What this task involves -> Which lines of the entries contain the word "script"? Please list them.
* * *
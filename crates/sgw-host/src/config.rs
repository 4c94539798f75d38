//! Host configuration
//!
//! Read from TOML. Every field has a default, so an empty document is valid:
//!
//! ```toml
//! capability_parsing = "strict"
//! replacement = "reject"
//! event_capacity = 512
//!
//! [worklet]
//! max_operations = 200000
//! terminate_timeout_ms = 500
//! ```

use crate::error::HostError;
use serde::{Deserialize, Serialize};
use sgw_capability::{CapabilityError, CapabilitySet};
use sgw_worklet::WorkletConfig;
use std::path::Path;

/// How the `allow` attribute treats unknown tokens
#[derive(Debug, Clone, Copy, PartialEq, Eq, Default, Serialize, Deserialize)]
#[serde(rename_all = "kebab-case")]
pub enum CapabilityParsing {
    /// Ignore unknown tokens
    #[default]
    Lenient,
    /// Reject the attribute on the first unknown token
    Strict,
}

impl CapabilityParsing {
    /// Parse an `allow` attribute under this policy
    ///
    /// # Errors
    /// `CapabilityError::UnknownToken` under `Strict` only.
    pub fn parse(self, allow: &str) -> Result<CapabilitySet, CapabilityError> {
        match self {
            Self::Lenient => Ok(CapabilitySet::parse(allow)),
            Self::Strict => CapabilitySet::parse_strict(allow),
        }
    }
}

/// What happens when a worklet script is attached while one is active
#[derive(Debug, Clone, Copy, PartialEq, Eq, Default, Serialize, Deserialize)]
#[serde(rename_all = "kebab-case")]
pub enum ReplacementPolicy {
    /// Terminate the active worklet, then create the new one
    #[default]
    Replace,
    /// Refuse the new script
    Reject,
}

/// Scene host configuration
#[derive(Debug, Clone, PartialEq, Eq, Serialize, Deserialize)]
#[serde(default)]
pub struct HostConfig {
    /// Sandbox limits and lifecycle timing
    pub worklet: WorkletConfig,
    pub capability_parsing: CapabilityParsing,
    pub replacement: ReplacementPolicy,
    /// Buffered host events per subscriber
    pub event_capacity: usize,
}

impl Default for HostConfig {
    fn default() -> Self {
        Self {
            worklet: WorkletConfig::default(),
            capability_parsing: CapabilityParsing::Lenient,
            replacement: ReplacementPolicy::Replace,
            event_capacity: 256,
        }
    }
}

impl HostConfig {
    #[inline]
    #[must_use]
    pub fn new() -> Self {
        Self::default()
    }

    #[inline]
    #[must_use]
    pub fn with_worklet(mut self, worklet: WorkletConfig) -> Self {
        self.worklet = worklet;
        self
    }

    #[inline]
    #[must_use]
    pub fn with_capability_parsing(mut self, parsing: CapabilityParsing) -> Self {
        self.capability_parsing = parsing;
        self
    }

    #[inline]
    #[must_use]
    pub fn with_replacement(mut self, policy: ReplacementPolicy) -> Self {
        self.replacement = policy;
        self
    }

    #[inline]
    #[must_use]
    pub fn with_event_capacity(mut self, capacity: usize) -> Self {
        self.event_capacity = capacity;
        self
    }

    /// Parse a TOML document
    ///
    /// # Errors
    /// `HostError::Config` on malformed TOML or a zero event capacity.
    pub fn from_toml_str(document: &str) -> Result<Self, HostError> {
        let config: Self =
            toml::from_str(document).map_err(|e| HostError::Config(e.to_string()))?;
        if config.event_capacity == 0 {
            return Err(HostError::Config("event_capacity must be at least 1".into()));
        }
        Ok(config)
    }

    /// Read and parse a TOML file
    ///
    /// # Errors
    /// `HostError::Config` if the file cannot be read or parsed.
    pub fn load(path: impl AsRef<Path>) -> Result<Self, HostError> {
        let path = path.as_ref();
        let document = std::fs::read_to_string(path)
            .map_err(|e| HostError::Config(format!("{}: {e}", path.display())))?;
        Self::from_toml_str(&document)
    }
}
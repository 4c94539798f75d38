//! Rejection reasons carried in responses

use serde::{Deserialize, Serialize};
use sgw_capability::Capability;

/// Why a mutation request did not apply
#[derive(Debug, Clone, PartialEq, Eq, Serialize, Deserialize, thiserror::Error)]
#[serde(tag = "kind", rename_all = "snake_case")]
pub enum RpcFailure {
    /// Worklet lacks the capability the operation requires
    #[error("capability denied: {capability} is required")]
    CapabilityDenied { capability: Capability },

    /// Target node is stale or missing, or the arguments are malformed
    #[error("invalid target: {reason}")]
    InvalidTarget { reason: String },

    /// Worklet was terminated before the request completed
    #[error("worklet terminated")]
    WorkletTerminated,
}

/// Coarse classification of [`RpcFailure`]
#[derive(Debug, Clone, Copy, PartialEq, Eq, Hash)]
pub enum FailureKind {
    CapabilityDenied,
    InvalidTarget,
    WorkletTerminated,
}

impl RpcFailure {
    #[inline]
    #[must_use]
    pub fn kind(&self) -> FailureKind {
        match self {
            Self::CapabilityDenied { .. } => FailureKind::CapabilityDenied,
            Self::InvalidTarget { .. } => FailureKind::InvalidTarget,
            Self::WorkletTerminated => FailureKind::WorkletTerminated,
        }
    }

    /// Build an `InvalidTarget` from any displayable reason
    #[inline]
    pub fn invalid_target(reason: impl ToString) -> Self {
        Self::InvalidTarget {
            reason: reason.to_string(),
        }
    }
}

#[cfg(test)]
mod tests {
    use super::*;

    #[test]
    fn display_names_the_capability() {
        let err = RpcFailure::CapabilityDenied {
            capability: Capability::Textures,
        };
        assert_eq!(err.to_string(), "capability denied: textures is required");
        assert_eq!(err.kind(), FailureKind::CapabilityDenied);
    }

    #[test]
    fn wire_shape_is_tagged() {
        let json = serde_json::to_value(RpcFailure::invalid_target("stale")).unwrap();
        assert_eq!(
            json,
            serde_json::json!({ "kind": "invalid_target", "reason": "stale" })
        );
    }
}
* * *
Solution to the problem ->
/// What happens when a worklet script is attached while one is active
    /// Refuse the new script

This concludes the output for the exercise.